Thanks again to Dave Lull for spotting this piece about Peter De Vries, novelist, New Yorker writer and aphorist, in Commentary. “De Vries is one of the best comic novelists that America has ever produced, and comic novelists do poorly over the long run of literary history,” writes D.G. Myers. “Other than Mark Twain, Ring Lardner, and perhaps Dawn Powell, Americans have tended to discard their humorists after a generation. Josh Billings, Petroleum V. Nasby, Ambrose Bierce, George Ade, Finley Peter Dunne, Will Cuppy, James Thurber, Robert Benchley, Dorothy Parker, Wolcott Gibbs, E. B. White, Harry Golden, S. J. Perelman, H. Allen Smith, Leonard Q. Ross — these are names from a textbook, not living writers … De Vries developed a taste for verbal humor while working on a community newspaper in Chicago after leaving school. ‘The result,’ he told an interviewer: ‘I truly enjoy local, homespun philosophers. Right on top of that I actually did write Pepigrams [e.g., “To turn stumbling blocks into stepping stones — pick up your feet”], for use as wall mottoes and such. I got two bucks a Pepigram, and they got stuck in my blood.’ Selected pepigrams:
Life is a zoo in a jungle.
There are times when parenthood seems nothing but feeding the mouth that bites you.

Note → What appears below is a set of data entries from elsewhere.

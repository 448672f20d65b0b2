use axum::{
    response::{IntoResponse, Response},
    http::StatusCode,
};

use crate::api::response;

#[derive(Debug, thiserror::Error)]
pub enum AppError {
    #[error("Bad request: {0}")]
    BadRequest(String),

    #[error("Unknown provider: {0}")]
    UnknownProvider(String),

    #[error("Failed to fetch data: {0}")]
    FetchError(String),

    #[error("Error parsing content: {0}")]
    ParseError(String),

    #[error("LLM processing error: {0}")]
    LlmError(String),

    #[error("Configuration error: {0}")]
    ConfigError(String),
}

impl AppError {
    pub fn status(&self) -> StatusCode {
        match self {
            AppError::BadRequest(_) => StatusCode::BAD_REQUEST,
            AppError::UnknownProvider(_) => StatusCode::NOT_FOUND,
            AppError::FetchError(_) | AppError::ParseError(_) => StatusCode::BAD_GATEWAY,
            AppError::LlmError(_) | AppError::ConfigError(_) => StatusCode::INTERNAL_SERVER_ERROR,
        }
    }

    /// The caller-facing message, without the variant prefix.
    pub fn message(&self) -> &str {
        match self {
            AppError::BadRequest(msg)
            | AppError::FetchError(msg)
            | AppError::ParseError(msg)
            | AppError::LlmError(msg)
            | AppError::ConfigError(msg) => msg,
            AppError::UnknownProvider(name) => name,
        }
    }
}

impl IntoResponse for AppError {
    fn into_response(self) -> Response {
        let message = match &self {
            AppError::UnknownProvider(name) => format!("Unknown provider: {}", name),
            other => other.message().to_string(),
        };

        response::error(self.status(), message).into_response()
    }
}

impl From<reqwest::Error> for AppError {
    fn from(err: reqwest::Error) -> Self {
        if err.is_decode() {
            AppError::ParseError(err.to_string())
        } else {
            AppError::FetchError(err.to_string())
        }
    }
}

pub type Result<T> = std::result::Result<T, AppError>;

#[cfg(test)]
mod tests {
    use super::*;

    #[test]
    fn maps_variants_to_status_codes() {
        assert_eq!(AppError::BadRequest("x".into()).status(), StatusCode::BAD_REQUEST);
        assert_eq!(AppError::UnknownProvider("x".into()).status(), StatusCode::NOT_FOUND);
        assert_eq!(
            AppError::ConfigError("Claude API key not configured".into()).status(),
            StatusCode::INTERNAL_SERVER_ERROR
        );
    }

    #[test]
    fn message_drops_the_variant_prefix() {
        let err = AppError::ConfigError("Gemini API key not configured".into());
        assert_eq!(err.message(), "Gemini API key not configured");
        assert_eq!(err.to_string(), "Configuration error: Gemini API key not configured");
    }
}
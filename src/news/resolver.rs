use std::time::Instant;

use tracing::{debug, info};

use super::sources::{build_sources, NewsSourceAdapter};
use super::{today, NewsItem, NormalizedContext, Query, RecencyPolicy, SearchFocus};
use crate::config::NewsConfig;

/// Walks the configured sources in order and keeps the first non-empty
/// answer. Never fails: with nothing found the context carries only a
/// date item.
pub struct NewsContextResolver {
    sources: Vec<Box<dyn NewsSourceAdapter>>,
    policy: RecencyPolicy,
    focus: SearchFocus,
}

impl NewsContextResolver {
    pub fn new(sources: Vec<Box<dyn NewsSourceAdapter>>, policy: RecencyPolicy, focus: SearchFocus) -> Self {
        NewsContextResolver { sources, policy, focus }
    }

    pub fn from_config(config: &NewsConfig) -> Self {
        Self::new(build_sources(config), config.recency.clone(), config.focus)
    }

    pub fn source_names(&self) -> Vec<&'static str> {
        self.sources.iter().map(|s| s.name()).collect()
    }

    pub async fn resolve(&self, question: &str) -> NormalizedContext {
        let query = Query::new(question, self.focus);
        let window = self.policy.window_for(&query);
        let today = today();

        // One source at a time; the next is tried only after this one came back empty.
        for source in &self.sources {
            let started = Instant::now();
            let items = source.fetch(&query, &window).await;
            debug!(source = source.name(), count = items.len(), elapsed = ?started.elapsed(), "news source answered");

            if !items.is_empty() {
                info!(source = source.name(), count = items.len(), "news context resolved");
                return NormalizedContext::new(items, &window, &today);
            }
        }

        info!("no news source produced items, falling back to date context");
        NormalizedContext::new(vec![NewsItem::date_only(&today)], &window, &today)
    }
}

When I can no longer bear to think of the victims of broken homes, I begin to think of the victims of intact ones.
The value of marriage is not that adults produce children, but that children produce adults.
Prove to me that there is a God and I will really begin to despair.
What people believe is a measure of what they suffer.
Human nature is pretty shabby stuff, as you may know from introspection.
We are not primarily put on this earth to see through one another, but to see one another through.
Every novel should have a beginning, a muddle, and an end.